Dass die ASO sich überhaupt für Norwegen interessiert, später nach Yorkshire ging und im vergangenen Jahr auch noch das Abenteuer Deutschlandtour begann, liegt daran, dass all diese Rennen Vehikel sind, die Tour de France als Marke noch bekannter zu machen.

Da werden sogar wirtschaftliche Verluste – wie aktuell noch bei der Deutschlandtour – hingenommen.
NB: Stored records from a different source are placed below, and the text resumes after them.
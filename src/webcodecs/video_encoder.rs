//! VideoEncoder - WebCodecs API implementation
//!
//! Encodes VideoFrames into EncodedVideoChunks through a registered engine.
//! See: https://w3c.github.io/webcodecs/#videoencoder-interface

use std::future::Future;
use std::sync::Arc;

use crate::codec::{
  CodecRegistry, EncoderEngine, EncoderSettings, Frame, MediaFormat, MediaSettings, Scaler,
  VideoSettings,
};
use crate::webcodecs::codec_core::{
  CodecCore, CodecState, DequeueCallback, DequeueEvents, ErrorCallback, Processor,
};
use crate::webcodecs::codec_string::parse_codec_string;
use crate::webcodecs::error::{not_supported_error, type_error, Error, Result};
use crate::webcodecs::{
  EncodedVideoChunk, VideoColorSpace, VideoColorSpaceInit, VideoDecoderConfig,
  VideoEncoderConfig, VideoEncoderSupport, VideoFrame, VideoPixelFormat,
};

pub type VideoEncoderOutputCallback =
  Box<dyn FnMut(EncodedVideoChunk, EncodedVideoChunkMetadata) + Send>;

/// VideoEncoder init dictionary; both callbacks are required
#[derive(Default)]
pub struct VideoEncoderInit {
  pub output: Option<VideoEncoderOutputCallback>,
  pub error: Option<ErrorCallback>,
}

impl VideoEncoderInit {
  pub fn new(
    output: impl FnMut(EncodedVideoChunk, EncodedVideoChunkMetadata) + Send + 'static,
    error: impl FnMut(Error) + Send + 'static,
  ) -> Self {
    Self {
      output: Some(Box::new(output)),
      error: Some(Box::new(error)),
    }
  }
}

/// Per-frame encode options
#[derive(Debug, Clone, Copy, Default, PartialEq, Eq)]
pub struct VideoEncoderEncodeOptions {
  /// Force this frame to be a key frame
  pub key_frame: Option<bool>,
}

/// Output callback metadata
#[derive(Debug, Clone, Default, PartialEq)]
pub struct EncodedVideoChunkMetadata {
  /// Decoder configuration, present on the first chunk after configure
  pub decoder_config: Option<VideoDecoderConfigOutput>,
}

/// Decoder configuration output (for passing to a decoder)
#[derive(Debug, Clone, PartialEq)]
pub struct VideoDecoderConfigOutput {
  pub codec: String,
  pub coded_width: u32,
  pub coded_height: u32,
  pub display_aspect_width: u32,
  pub display_aspect_height: u32,
  /// Color space of the first encoded frame
  pub color_space: Option<VideoColorSpaceInit>,
  pub description: Option<Vec<u8>>,
}

impl From<VideoDecoderConfigOutput> for VideoDecoderConfig {
  fn from(output: VideoDecoderConfigOutput) -> Self {
    VideoDecoderConfig {
      codec: Some(output.codec),
      description: output.description,
      coded_width: Some(output.coded_width),
      coded_height: Some(output.coded_height),
      display_aspect_width: Some(output.display_aspect_width),
      display_aspect_height: Some(output.display_aspect_height),
      color_space: output.color_space,
      ..Default::default()
    }
  }
}

fn validate_config(config: &VideoEncoderConfig) -> Result<()> {
  match config.codec.as_deref() {
    Some(codec) if !codec.trim().is_empty() => {}
    _ => return Err(type_error("codec is required")),
  }
  if config.width.is_none() {
    return Err(type_error("width is required"));
  }
  if config.height.is_none() {
    return Err(type_error("height is required"));
  }
  match (config.display_width, config.display_height) {
    (Some(_), None) | (None, Some(_)) => {
      return Err(type_error(
        "displayWidth and displayHeight must be set together",
      ))
    }
    (Some(0), _) | (_, Some(0)) => return Err(type_error("display size must be non-zero")),
    _ => {}
  }
  if config.bitrate.is_some_and(|b| !b.is_finite() || b <= 0.0) {
    return Err(type_error("bitrate must be greater than 0"));
  }
  if config.framerate.is_some_and(|f| !f.is_finite() || f <= 0.0) {
    return Err(type_error("framerate must be greater than 0"));
  }
  Ok(())
}

fn encoder_settings(config: &VideoEncoderConfig) -> Result<EncoderSettings> {
  let codec = config.codec.clone().unwrap_or_default();
  let parsed = parse_codec_string(&codec)
    .ok_or_else(|| not_supported_error(&format!("Unsupported video codec: {}", codec)))?;
  let (width, height) = (config.width.unwrap_or(0), config.height.unwrap_or(0));
  if width == 0 || height == 0 {
    return Err(not_supported_error(&format!(
      "Unsupported dimensions: {}x{}",
      width, height
    )));
  }
  if let Some(mode) = config.scalability_mode.as_deref() {
    if mode != "L1T1" {
      return Err(not_supported_error(&format!(
        "Unsupported scalabilityMode: {}",
        mode
      )));
    }
  }

  Ok(EncoderSettings {
    codec,
    codec_id: parsed.codec_id,
    media: MediaSettings::Video(VideoSettings {
      width,
      height,
      bitrate: config.bitrate.map(|b| b as u64),
      framerate: config.framerate,
    }),
  })
}

/// One queued frame
pub(crate) struct EncodeRequest {
  frame: Frame,
  color_space: VideoColorSpace,
  key_frame: bool,
}

pub(crate) struct VideoEncodeProcessor {
  engine: Box<dyn EncoderEngine>,
  codec: String,
  width: u32,
  height: u32,
  display: (u32, u32),
  input_format: VideoPixelFormat,
  scaler: Option<Scaler>,
  color_space: Option<VideoColorSpace>,
  description_sent: bool,
}

impl VideoEncodeProcessor {
  fn open(registry: &CodecRegistry, settings: EncoderSettings, config: &VideoEncoderConfig) -> Result<Self> {
    let engine = registry
      .create_encoder(&settings)
      .map_err(|e| not_supported_error(&e.to_string()))?;
    let input_format = match engine.input_format() {
      MediaFormat::Video(format) => format,
      MediaFormat::Audio(_) => return Err(not_supported_error("Engine does not accept video")),
    };
    let (width, height) = settings
      .video()
      .map(|v| (v.width, v.height))
      .ok_or_else(|| not_supported_error("Missing video settings"))?;
    let display = config
      .display_width
      .zip(config.display_height)
      .unwrap_or((width, height));

    Ok(Self {
      engine,
      codec: settings.codec,
      width,
      height,
      display,
      input_format,
      scaler: None,
      color_space: None,
      description_sent: false,
    })
  }

  fn convert(&mut self, frame: &Frame) -> Result<Frame> {
    let source = frame
      .pixel_format()
      .ok_or_else(|| type_error("VideoFrame has no pixel format"))?;
    if source == self.input_format && frame.width() == self.width && frame.height() == self.height {
      return Ok(frame.clone());
    }
    let stale = self.scaler.as_ref().map_or(true, |s| {
      s.src_format() != source || s.src_width() != frame.width() || s.src_height() != frame.height()
    });
    if stale {
      tracing::debug!(
        target: "webcodecs",
        from = %source,
        to = %self.input_format,
        src_width = frame.width(),
        src_height = frame.height(),
        "creating scaler"
      );
      self.scaler = Some(Scaler::new(
        frame.width(),
        frame.height(),
        source,
        self.width,
        self.height,
        self.input_format,
      )?);
    }
    match self.scaler.as_ref() {
      Some(scaler) => Ok(scaler.scale_alloc(frame)?),
      None => Ok(frame.clone()),
    }
  }

  fn wrap(&mut self, packets: Vec<crate::codec::Packet>) -> Vec<(EncodedVideoChunk, EncodedVideoChunkMetadata)> {
    packets
      .into_iter()
      .map(|packet| {
        let chunk = EncodedVideoChunk::from_packet(packet);
        let metadata = self.next_metadata();
        (chunk, metadata)
      })
      .collect()
  }

  fn next_metadata(&mut self) -> EncodedVideoChunkMetadata {
    if self.description_sent {
      return EncodedVideoChunkMetadata::default();
    }
    self.description_sent = true;
    EncodedVideoChunkMetadata {
      decoder_config: Some(VideoDecoderConfigOutput {
        codec: self.codec.clone(),
        coded_width: self.width,
        coded_height: self.height,
        display_aspect_width: self.display.0,
        display_aspect_height: self.display.1,
        color_space: self.color_space.as_ref().map(VideoColorSpace::to_json),
        description: self.engine.extradata(),
      }),
    }
  }
}

impl Processor for VideoEncodeProcessor {
  type Input = EncodeRequest;
  type Output = (EncodedVideoChunk, EncodedVideoChunkMetadata);

  fn process(&mut self, request: EncodeRequest) -> Result<Vec<Self::Output>> {
    if self.color_space.is_none() {
      self.color_space = Some(request.color_space);
    }
    let input = self.convert(&request.frame)?;
    if request.key_frame {
      self.engine.request_key_frame();
    }
    tracing::trace!(target: "webcodecs", timestamp = input.pts(), key_frame = request.key_frame, "encode frame");
    let packets = self.engine.encode(&input)?;
    Ok(self.wrap(packets))
  }

  fn flush(&mut self) -> Result<Vec<Self::Output>> {
    let packets = self.engine.flush()?;
    Ok(self.wrap(packets))
  }

  fn close(&mut self) {
    self.engine.close();
  }
}

/// VideoEncoder - WebCodecs-compliant video encoder
pub struct VideoEncoder {
  core: CodecCore<VideoEncodeProcessor>,
  registry: Arc<CodecRegistry>,
}

impl VideoEncoder {
  pub fn new(init: VideoEncoderInit) -> Result<Self> {
    Self::with_registry(init, Arc::new(CodecRegistry::builtin()))
  }

  pub fn with_registry(init: VideoEncoderInit, registry: Arc<CodecRegistry>) -> Result<Self> {
    let mut output = init
      .output
      .ok_or_else(|| type_error("output callback is required"))?;
    let error = init
      .error
      .ok_or_else(|| type_error("error callback is required"))?;
    let core = CodecCore::<VideoEncodeProcessor>::new(
      "VideoEncoder",
      Box::new(move |(chunk, metadata): (EncodedVideoChunk, EncodedVideoChunkMetadata)| {
        output(chunk, metadata)
      }),
      error,
    )?;
    Ok(Self { core, registry })
  }

  pub fn state(&self) -> CodecState {
    self.core.state()
  }

  pub fn encode_queue_size(&self) -> u32 {
    self.core.queue_size()
  }

  pub fn set_ondequeue(&self, callback: Option<DequeueCallback>) {
    self.core.set_ondequeue(callback);
  }

  pub fn dequeue_events(&self) -> DequeueEvents {
    self.core.dequeue_events()
  }

  pub fn wait_for_queue_below(&self, limit: u32) -> impl Future<Output = ()> + Send + 'static {
    self.core.wait_for_queue_below(limit)
  }

  pub fn configure(&self, config: VideoEncoderConfig) -> Result<()> {
    self.core.check_open()?;
    validate_config(&config)?;

    let processor = encoder_settings(&config)
      .and_then(|settings| VideoEncodeProcessor::open(&self.registry, settings, &config));
    match processor {
      Ok(processor) => self.core.configure(processor),
      Err(e) => Err(self.core.fail_configure(e)),
    }
  }

  /// Queue `frame` for encoding; the caller keeps ownership and closes it
  pub fn encode(&self, frame: &VideoFrame, options: VideoEncoderEncodeOptions) -> Result<()> {
    self.core.check_configured()?;
    let (frame, color_space) = frame.frame_snapshot()?;
    self.core.enqueue(EncodeRequest {
      frame,
      color_space,
      key_frame: options.key_frame.unwrap_or(false),
    })
  }

  pub fn flush(&self) -> impl Future<Output = Result<()>> + Send + 'static {
    self.core.flush()
  }

  pub fn reset(&self) -> Result<()> {
    self.core.reset()
  }

  pub fn close(&self) {
    self.core.close();
  }

  pub async fn is_config_supported(config: VideoEncoderConfig) -> Result<VideoEncoderSupport> {
    Self::config_support(&CodecRegistry::builtin(), config)
  }

  pub(crate) fn config_support(
    registry: &CodecRegistry,
    config: VideoEncoderConfig,
  ) -> Result<VideoEncoderSupport> {
    validate_config(&config)?;
    let supported = encoder_settings(&config)
      .map(|settings| registry.find_encoder(&settings).is_some())
      .unwrap_or(false);
    Ok(VideoEncoderSupport { supported, config })
  }
}

impl std::fmt::Debug for VideoEncoder {
  fn fmt(&self, f: &mut std::fmt::Formatter<'_>) -> std::fmt::Result {
    f.debug_struct("VideoEncoder")
      .field("state", &self.state())
      .field("encode_queue_size", &self.encode_queue_size())
      .finish()
  }
}

#[cfg(test)]
mod tests {
  use super::*;
  use crate::webcodecs::error::DOMExceptionName;
  use crate::webcodecs::{VideoColorPrimaries, VideoFrameBufferInit};
  use std::sync::mpsc;

  fn config(width: u32, height: u32) -> VideoEncoderConfig {
    VideoEncoderConfig {
      codec: Some("qoi".into()),
      width: Some(width),
      height: Some(height),
      ..Default::default()
    }
  }

  fn frame(format: VideoPixelFormat, width: u32, height: u32, timestamp: i64) -> VideoFrame {
    let size = format.allocation_size(width, height);
    let data: Vec<u8> = (0..size).map(|i| (i % 251) as u8).collect();
    VideoFrame::new(
      &data,
      VideoFrameBufferInit {
        format: Some(format),
        coded_width: Some(width),
        coded_height: Some(height),
        timestamp: Some(timestamp),
        color_space: Some(VideoColorSpaceInit {
          primaries: Some(VideoColorPrimaries::Bt709),
          ..Default::default()
        }),
        ..Default::default()
      },
    )
    .unwrap()
  }

  fn encoder() -> (
    VideoEncoder,
    mpsc::Receiver<(EncodedVideoChunk, EncodedVideoChunkMetadata)>,
    mpsc::Receiver<Error>,
  ) {
    let (out_tx, out_rx) = mpsc::channel();
    let (err_tx, err_rx) = mpsc::channel();
    let encoder = VideoEncoder::new(VideoEncoderInit::new(
      move |chunk, metadata| {
        let _ = out_tx.send((chunk, metadata));
      },
      move |e| {
        let _ = err_tx.send(e);
      },
    ))
    .unwrap();
    (encoder, out_rx, err_rx)
  }

  #[test]
  fn test_validation() {
    let (encoder, _, _) = encoder();
    let mut missing_width = config(16, 16);
    missing_width.width = None;
    assert_eq!(
      encoder.configure(missing_width).unwrap_err().name(),
      DOMExceptionName::TypeError
    );
    let mut one_sided = config(16, 16);
    one_sided.display_width = Some(32);
    assert_eq!(
      encoder.configure(one_sided).unwrap_err().name(),
      DOMExceptionName::TypeError
    );
    assert_eq!(encoder.state(), CodecState::Unconfigured);
  }

  #[test]
  fn test_scalability_mode_not_supported() {
    let registry = CodecRegistry::builtin();
    let mut cfg = config(16, 16);
    cfg.scalability_mode = Some("L1T3".into());
    assert!(!VideoEncoder::config_support(&registry, cfg).unwrap().supported);
    let mut cfg = config(16, 16);
    cfg.scalability_mode = Some("L1T1".into());
    assert!(VideoEncoder::config_support(&registry, cfg).unwrap().supported);
    assert!(!VideoEncoder::config_support(&registry, config(0, 16)).unwrap().supported);
  }

  #[test]
  fn test_encode_converts_and_reports_config() {
    let (encoder, outputs, _) = encoder();
    let mut cfg = config(8, 8);
    cfg.display_width = Some(16);
    cfg.display_height = Some(8);
    encoder.configure(cfg).unwrap();

    let source = frame(VideoPixelFormat::I420, 16, 16, 0);
    encoder
      .encode(&source, VideoEncoderEncodeOptions { key_frame: Some(true) })
      .unwrap();
    source.close();
    encoder
      .encode(&frame(VideoPixelFormat::RGBA, 8, 8, 33_333), Default::default())
      .unwrap();
    futures::executor::block_on(encoder.flush()).unwrap();

    let chunks: Vec<_> = outputs.try_iter().collect();
    assert_eq!(chunks.len(), 2);
    assert!(chunks.iter().all(|(c, _)| c.is_key()));
    assert_eq!(chunks[1].0.timestamp(), 33_333);
    let decoder_config = chunks[0].1.decoder_config.clone().unwrap();
    assert_eq!(decoder_config.coded_width, 8);
    assert_eq!(decoder_config.display_aspect_width, 16);
    assert_eq!(
      decoder_config.color_space.unwrap().primaries,
      Some(VideoColorPrimaries::Bt709)
    );
    assert!(chunks[1].1.decoder_config.is_none());
  }

  #[test]
  fn test_closed_frame_is_type_error() {
    let (encoder, _, _) = encoder();
    encoder.configure(config(4, 4)).unwrap();
    let source = frame(VideoPixelFormat::RGBA, 4, 4, 0);
    source.close();
    assert_eq!(
      encoder
        .encode(&source, Default::default())
        .unwrap_err()
        .name(),
      DOMExceptionName::TypeError
    );
  }
}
Mittelfristig geht es darum, den Pool an Sponsoren zu vergrößern, auch in Hinblick auf die Megawerbeplattform Tour de France selbst. Und mit den jeweiligen Fernsehsendern im Ausrichterland geht man engere Kooperationen ein – eine Stabilisierung der größten Kapitalquelle im Profiradsport: der medialen Reichweite.

Sport gab es auch noch. Mathieu van der Poel, das neue Ausnahmetalent des Radsports, gewann die erste Etappe. Von ihm ging das gelbrote Leadertrikot dann zum französischen Meister Warren Barguil über. Und zur Freude der einheimischen Zuschauer holte der junge norwegische Profi Odd Christian Eiking den Tagessieg auf der Königsetappe. Auch in diesem Paket war für jeden etwas dabei.